(Records from a data source)
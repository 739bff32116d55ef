// Copyright Exograph, Inc. All rights reserved.
//
// Use of this software is governed by the Business Source License
// included in the LICENSE file at the root of this repository.
//
// As of the Change Date specified in that file, in accordance with
// the Business Source License, use of this software will be governed
// by the Apache License, Version 2.0.

mod val;

pub use val::{FALSE, TRUE, Val, ValNumber};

• _Problem_
Make an exact copy of every entry.

• _Solution to this exercise_
repository 739bff32116d55ef
// Copyright Exograph, Inc. All rights reserved.
//
// Use of this software is governed by the Business Source License
// included in the LICENSE file at the root of this repository.
//
// As of the Change Date specified in that file, in accordance with
// the Business Source License, use of this software will be governed
// by the Apache License, Version 2.0.

mod val;

pub use val::{FALSE, TRUE, Val, ValNumber};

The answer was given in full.